GSGR wrapped up the big stuff pretty early, and I was left thinking, is this all? We’ll give you another game? It would be fun if there was. Ark came next, and I wanted to keep it relatively small and tidy, maybe with nine rooms. But I felt I had to write it, especially after Wade Clarke and Art DiBianca pointed out things while testing and while sending me a transcript from the comp.
That was something eliminated from the final release, where it said you searched for a weak link. So they both tried Wee Clink, maybe to make it small enough to escape, or less intimidating than a cell. I don’t even remember if I put that phrase in there, to make people laugh or whatever, but when they found it, I thought maybe it deserved higher billing, or maybe as a puzzle the other way around. I actually liked it better than Us Too’s puzzle, which I liked too.
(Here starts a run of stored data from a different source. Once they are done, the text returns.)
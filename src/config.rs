use crate::error::SceneResult;
use crate::renderer::{FrameFormat, RenderSettings};
use crate::style::Color;
use serde::{Deserialize, Serialize};
use std::path::PathBuf;

#[derive(Debug, Deserialize, Serialize, Clone, PartialEq)]
pub struct AppConfig {
    pub render: RenderConfig,
    pub encode: EncodeConfig,
}

#[derive(Debug, Deserialize, Serialize, Clone, PartialEq)]
pub struct RenderConfig {
    pub quality: Quality,
    pub output_dir: PathBuf,
    pub format: FrameFormat,
    /// Hex colour used to clear every frame
    pub background: String,
}

#[derive(Debug, Deserialize, Serialize, Clone, PartialEq)]
pub struct EncodeConfig {
    pub enabled: bool,
    pub codec: String,
}

/// Output presets, named after their command-line letters
#[derive(Debug, Clone, Copy, PartialEq, Eq, Serialize, Deserialize, Default, clap::ValueEnum)]
pub enum Quality {
    /// 854x480 at 15 fps
    #[default]
    #[serde(rename = "l")]
    #[value(name = "l")]
    Low,
    /// 1280x720 at 30 fps
    #[serde(rename = "m")]
    #[value(name = "m")]
    Medium,
    /// 1920x1080 at 60 fps
    #[serde(rename = "h")]
    #[value(name = "h")]
    High,
    /// 3840x2160 at 60 fps
    #[serde(rename = "k")]
    #[value(name = "k")]
    Production,
}

impl Quality {
    /// (width, height, fps)
    pub fn resolution(self) -> (u32, u32, u32) {
        match self {
            Quality::Low => (854, 480, 15),
            Quality::Medium => (1280, 720, 30),
            Quality::High => (1920, 1080, 60),
            Quality::Production => (3840, 2160, 60),
        }
    }
}

impl Default for AppConfig {
    fn default() -> Self {
        Self {
            render: RenderConfig {
                quality: Quality::Low,
                output_dir: PathBuf::from("media"),
                format: FrameFormat::Ppm,
                background: "#000000".to_string(),
            },
            encode: EncodeConfig {
                enabled: true,
                codec: "libx264".to_string(),
            },
        }
    }
}

impl AppConfig {
    pub fn load() -> Result<Self, config::ConfigError> {
        let builder = config::Config::builder()
            .set_default("render.quality", "l")?
            .set_default("render.output_dir", "media")?
            .set_default("render.format", "ppm")?
            .set_default("render.background", "#000000")?
            .set_default("encode.enabled", true)?
            .set_default("encode.codec", "libx264")?
            // Load from file if exists
            .add_source(config::File::with_name("code_explainer").required(false))
            // Allow env var overrides (e.g. CODE_EXPLAINER_RENDER__QUALITY=h)
            .add_source(
                config::Environment::with_prefix("CODE_EXPLAINER")
                    .prefix_separator("_")
                    .separator("__"),
            );

        builder.build()?.try_deserialize()
    }
}

impl RenderConfig {
    /// Resolve the preset and background into engine settings
    pub fn settings(&self) -> SceneResult<RenderSettings> {
        let (width, height, fps) = self.quality.resolution();
        Ok(RenderSettings {
            width,
            height,
            fps,
            background: Color::from_hex(&self.background)?,
        })
    }
}

#[cfg(test)]
mod tests {
    use super::*;
    use crate::style::BLACK;

    #[test]
    fn test_defaults_resolve() {
        let config = AppConfig::default();
        let settings = config.render.settings().unwrap();
        assert_eq!((settings.width, settings.height, settings.fps), (854, 480, 15));
        assert_eq!(settings.background, BLACK);
        assert!(config.encode.enabled);
    }

    #[test]
    fn test_quality_presets() {
        assert_eq!(Quality::Medium.resolution(), (1280, 720, 30));
        assert_eq!(Quality::High.resolution(), (1920, 1080, 60));
        assert_eq!(Quality::Production.resolution(), (3840, 2160, 60));
    }

    #[test]
    fn test_bad_background_is_rejected() {
        let mut config = AppConfig::default();
        config.render.background = "not-a-colour".to_string();
        assert!(config.render.settings().is_err());
    }

    #[test]
    fn test_parses_from_toml() {
        let config: AppConfig = toml::from_str(
            r##"
            [render]
            quality = "h"
            output_dir = "out"
            format = "png"
            background = "#101010"

            [encode]
            enabled = false
            codec = "libx265"
            "##,
        )
        .unwrap();

        assert_eq!(config.render.quality, Quality::High);
        assert_eq!(config.render.format, FrameFormat::Png);
        assert!(!config.encode.enabled);

        let round = toml::to_string(&config).unwrap();
        assert!(round.contains("quality = \"h\""));
    }
}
I wanted to keep the map small at nine rooms, and I figured I would have four off shoots each where you have to go to room one, then find a way to unlock room to later. But the thing was, with that box, there’s no other way to do it but to make a swastika. Which, no. So I wound up with a bit of a convoluted map, and I imagine this might have pushed it down in the rankings if there wasn’t that much else to separate it from the other two. It wasn’t intuitive, and it’s still hard to test, and I wind up confusing the pond and the maze. And the whole pushing the player back so they show up later might be frustrating too. I did also slip up by putting a portal in two places, where I meant to put a door in one.
Still, I was glad I was able to put in ideas like the tattoos/number, which were like the oaf but programmed more quickly and robustly with experience.
The final phrase was one that I had heard, and it might have been due to FlacRabbit’s Matter of Heist Urgency that I had the idea for the silly pun for the final puzzle. I really wanted to throw a long word in there. But I also saw the word “robbery” and it Made Me Think.
But Arc did feel bumpy and I thought, hey, you get three entries, and I wrote it up pretty quickly at the start of if comp.
So I figured if I had another idea, I would let it happen. I realized the map didn’t need to be a square. There were other possibilities for symmetry with still just nine rooms. (I didn’t count the introduction/epilogue.) In this case it was a tree-ish structure where the end nodes on one side helped you solve the middle node on the other, with the path down the middle being the final set. I liked this symmetry but just needed puzzles. I feel that DADC’s are the least Halloweeny, but they have a bit more of a story. I figured I’d go in for general weirdness and desolation and relying on the overused “It was all a dream” ending. Only in this case you get to make it so.
The graphics were really fun to draw, but I did see limitations, such as how I wanted to add gradients and couldn’t really do that easily with MS paint. The gradients might show texture of, for instance, the animals in DADC. I worried the joke might get old to readers, but all the same, I realized I did spend time on the pictures and I enjoyed it. I just feel I can do more. I’m glad the comp rule say drawing didn’t count against time limits. With Adventuron it’s not hard to add a drawing, or an overlay.
Throughout this I thought of one more feature: each game notes if you get something half-right, but it doesn’t TRACK it. I laughed that off as too fiddly for Adventuron. This was where Inform’s handling of data structures made it superior.
And it was. But I figured a way through for GSGR. It’s not exactly pretty, but you don’t need to use structures, just several arrays. It’s weird, I spent a lot of time saying “I can’t do that, but I can do X” and eventually I realized I could.